Lo que sí es un exceso y un verdadero peligro para la incipiente democracia mexicana, es que con el afán de ganar espacios en una elección donde claramente la gente tiene un rechazo hacia ti y lo que representas, el PRI-gobierno es capaz de llegar a los extremos de cazar a un opositor político.

Así es, como lo escuchó, cazar a un opositor político, ¿le parece conocido? Bueno, eso precisamente ha hecho Nicolás Maduro en Venezuela con sus opositores, entre los que se encuentran el célebre Leopoldo López, arrestado en 2014 por instigación pública y asociación para delinquir.
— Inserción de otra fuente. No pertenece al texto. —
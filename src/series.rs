use std::collections::{BTreeMap, BTreeSet};

use crate::models::{
    FinancialFeed, IndicatorPerformance, IndicatorRecord, MonthlyPoint, PeriodFilter,
    MONTH_LABELS,
};
use crate::performance::{compute_performance, PerformanceBand};

/// Twelve points, January to December, for one program and year.
pub fn build_series(records: &[IndicatorRecord], program_slug: &str, year: i32) -> Vec<MonthlyPoint> {
    let mut totals = [(0.0f64, 0.0f64); 12];

    for record in records {
        if record.program_slug != program_slug {
            continue;
        }
        let Some(period) = record.period else {
            continue;
        };
        if period.year != year {
            continue;
        }

        let slot = &mut totals[period.month_index()];
        slot.0 += record.target_value.unwrap_or(0.0);
        slot.1 += record.actual_value.unwrap_or(0.0);
    }

    to_points(&totals)
}

pub fn build_all_series(
    records: &[IndicatorRecord],
    year: i32,
) -> BTreeMap<String, Vec<MonthlyPoint>> {
    let programs: BTreeSet<&str> = records
        .iter()
        .map(|record| record.program_slug.as_str())
        .collect();

    programs
        .into_iter()
        .map(|program| (program.to_string(), build_series(records, program, year)))
        .collect()
}

pub fn financial_series(feed: &FinancialFeed, year: i32) -> Vec<MonthlyPoint> {
    let mut totals = [(0.0f64, 0.0f64); 12];

    for month in &feed.dados_mensais {
        let Some(period) = month.period(year) else {
            continue;
        };
        if period.year != year {
            continue;
        }
        let slot = &mut totals[period.month_index()];
        slot.0 += month.meta_captado;
        slot.1 += month.captado;
    }

    to_points(&totals)
}

/// Per project and indicator figures for one program, weakest first.
pub fn indicator_breakdown(
    records: &[IndicatorRecord],
    program_slug: &str,
    filter: &PeriodFilter,
) -> Vec<IndicatorPerformance> {
    let mut grouped: BTreeMap<(&str, &str), (f64, f64)> = BTreeMap::new();

    for record in records {
        if record.program_slug != program_slug {
            continue;
        }
        match record.period {
            Some(period) if filter.contains(&period) => {}
            _ => continue,
        }
        let entry = grouped
            .entry((record.project_slug.as_str(), record.indicator_name.as_str()))
            .or_insert((0.0, 0.0));
        entry.0 += record.target_value.unwrap_or(0.0);
        entry.1 += record.actual_value.unwrap_or(0.0);
    }

    let mut breakdown: Vec<IndicatorPerformance> = grouped
        .into_iter()
        .map(|((project, indicator), (target, realized))| IndicatorPerformance {
            project_slug: project.to_string(),
            indicator_name: indicator.to_string(),
            target,
            realized,
            performance_pct: compute_performance(target, realized),
            band: PerformanceBand::classify(target, realized),
        })
        .collect();

    breakdown.sort_by(|a, b| {
        a.performance_pct
            .total_cmp(&b.performance_pct)
            .then_with(|| a.indicator_name.cmp(&b.indicator_name))
            .then_with(|| a.project_slug.cmp(&b.project_slug))
    });
    breakdown
}

fn to_points(totals: &[(f64, f64); 12]) -> Vec<MonthlyPoint> {
    totals
        .iter()
        .zip(MONTH_LABELS)
        .map(|(&(target, realized), label)| MonthlyPoint {
            month: label.to_string(),
            target,
            realized,
            performance_pct: compute_performance(target, realized),
        })
        .collect()
}

#[cfg(test)]
mod tests {
    use super::*;
    use crate::models::{FinancialMonth, Period, Scope};
    use proptest::prelude::*;

    fn record(program: &str, period: &str, target: f64, actual: f64) -> IndicatorRecord {
        IndicatorRecord {
            program_slug: program.to_string(),
            project_slug: program.to_string(),
            indicator_name: "Frequência".to_string(),
            period: period.parse::<Period>().ok(),
            scope: Scope::Monthly,
            target_value: Some(target),
            actual_value: Some(actual),
        }
    }

    #[test]
    fn empty_input_gives_twelve_zero_points() {
        let series = build_series(&[], "any", 2025);
        assert_eq!(series.len(), 12);
        assert!(series
            .iter()
            .all(|p| p.target == 0.0 && p.realized == 0.0 && p.performance_pct == 0.0));
        assert_eq!(series[0].month, "Jan");
        assert_eq!(series[11].month, "Dez");
    }

    #[test]
    fn single_record_lands_in_its_month() {
        let records = vec![record("casa_sonhar", "2025-09", 120.0, 125.0)];
        let series = build_series(&records, "casa_sonhar", 2025);

        let september = &series[8];
        assert_eq!(september.month, "Set");
        assert_eq!(september.target, 120.0);
        assert_eq!(september.realized, 125.0);
        assert!((september.performance_pct - 104.166_666_666_666_67).abs() < 1e-9);

        let others = series
            .iter()
            .enumerate()
            .filter(|(i, _)| *i != 8)
            .all(|(_, p)| p.target == 0.0 && p.realized == 0.0 && p.performance_pct == 0.0);
        assert!(others);
    }

    #[test]
    fn same_month_records_are_summed() {
        let records = vec![
            record("casa_sonhar", "2025-04", 50.0, 40.0),
            record("casa_sonhar", "2025-04", 50.0, 45.0),
        ];
        let april = &build_series(&records, "casa_sonhar", 2025)[3];
        assert_eq!(april.target, 100.0);
        assert_eq!(april.realized, 85.0);
        assert_eq!(april.performance_pct, 85.0);
    }

    #[test]
    fn filters_by_program_and_year() {
        let mut undated = record("casa_sonhar", "2025-01", 10.0, 10.0);
        undated.period = None;
        let records = vec![
            record("casa_sonhar", "2024-01", 10.0, 10.0),
            record("educacao", "2025-01", 10.0, 10.0),
            undated,
        ];
        let series = build_series(&records, "casa_sonhar", 2025);
        assert!(series.iter().all(|p| p.target == 0.0 && p.realized == 0.0));
    }

    #[test]
    fn missing_values_count_as_zero() {
        let mut partial = record("casa_sonhar", "2025-02", 0.0, 30.0);
        partial.target_value = None;
        let february = &build_series(&[partial], "casa_sonhar", 2025)[1];
        assert_eq!(february.target, 0.0);
        assert_eq!(february.realized, 30.0);
        assert_eq!(february.performance_pct, 0.0);
    }

    #[test]
    fn builds_one_series_per_program() {
        let records = vec![
            record("educacao", "2025-01", 10.0, 5.0),
            record("casa_sonhar", "2025-01", 10.0, 10.0),
        ];
        let all = build_all_series(&records, 2025);
        let keys: Vec<&str> = all.keys().map(String::as_str).collect();
        assert_eq!(keys, vec!["casa_sonhar", "educacao"]);
        assert_eq!(all["educacao"][0].performance_pct, 50.0);
    }

    #[test]
    fn financial_series_uses_meta_captado_and_captado() {
        let feed = FinancialFeed {
            dados_mensais: vec![
                FinancialMonth {
                    mes: "2025-02".to_string(),
                    meta_captado: 1000.0,
                    captado: 750.0,
                    ..Default::default()
                },
                FinancialMonth {
                    mes: "Mar".to_string(),
                    meta_captado: 500.0,
                    captado: 600.0,
                    ..Default::default()
                },
                FinancialMonth {
                    mes: "2024-02".to_string(),
                    meta_captado: 999.0,
                    captado: 999.0,
                    ..Default::default()
                },
            ],
            ..Default::default()
        };
        let series = financial_series(&feed, 2025);
        assert_eq!(series.len(), 12);
        assert_eq!(series[1].performance_pct, 75.0);
        assert_eq!(series[2].performance_pct, 120.0);
        assert_eq!(series[0].target, 0.0);
    }

    #[test]
    fn breakdown_orders_weakest_first() {
        let mut nps = record("casa_sonhar", "2025-05", 100.0, 95.0);
        nps.indicator_name = "NPS".to_string();
        let records = vec![
            record("casa_sonhar", "2025-05", 100.0, 40.0),
            record("casa_sonhar", "2025-06", 100.0, 50.0),
            nps,
            record("educacao", "2025-05", 100.0, 0.0),
        ];

        let year = build_breakdown(&records, "2025");
        assert_eq!(year.len(), 2);
        assert_eq!(year[0].indicator_name, "Frequência");
        assert_eq!(year[0].target, 200.0);
        assert_eq!(year[0].performance_pct, 45.0);
        assert_eq!(year[0].band, PerformanceBand::Critical);
        assert_eq!(year[1].band, PerformanceBand::Attention);

        let may = build_breakdown(&records, "2025-05");
        assert_eq!(may[0].target, 100.0);
    }

    fn build_breakdown(records: &[IndicatorRecord], filter: &str) -> Vec<IndicatorPerformance> {
        let filter: PeriodFilter = filter.parse().unwrap();
        indicator_breakdown(records, "casa_sonhar", &filter)
    }

    proptest! {
        #[test]
        fn series_always_has_twelve_months(
            entries in prop::collection::vec((1u32..=12, 0.0f64..1e6, 0.0f64..1e6), 0..40),
            year in 2000i32..2100,
        ) {
            let records: Vec<IndicatorRecord> = entries
                .iter()
                .map(|(month, target, actual)| {
                    record("casa_sonhar", &format!("{year}-{month:02}"), *target, *actual)
                })
                .collect();
            let series = build_series(&records, "casa_sonhar", year);
            prop_assert_eq!(series.len(), 12);
            prop_assert!(series.iter().all(|p| p.performance_pct.is_finite()));
        }

        #[test]
        fn series_ignores_input_order(
            entries in prop::collection::vec((1u32..=12, 0u32..1000, 0u32..1000), 0..20),
        ) {
            let records: Vec<IndicatorRecord> = entries
                .iter()
                .map(|(month, target, actual)| {
                    record("casa_sonhar", &format!("2025-{month:02}"), *target as f64, *actual as f64)
                })
                .collect();
            let mut reversed = records.clone();
            reversed.reverse();
            prop_assert_eq!(
                build_series(&records, "casa_sonhar", 2025),
                build_series(&reversed, "casa_sonhar", 2025)
            );
        }
    }
}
La vehemencia torpe con la que las instituciones federales son utilizadas por un revanchismo político, no hacen otra cosa que poner en peligro lo que hemos ganado en los últimos años. Porque si bien la democracia en México dista de ser perfecta, sí ha tenido avances que vemos en riesgo por el empecinamiento de un grupo que ya no encuentra otra fórmula para mantener el poder.

Aquí en México se persiguen opositores, aquí la violencia está desbordada, aquí la situación económica cada vez es más precaria, aquí se utiliza el presupuesto federal para comprar voluntades en época electoral. ¿Qué más nos falta entonces para convertirnos en países como Venezuela?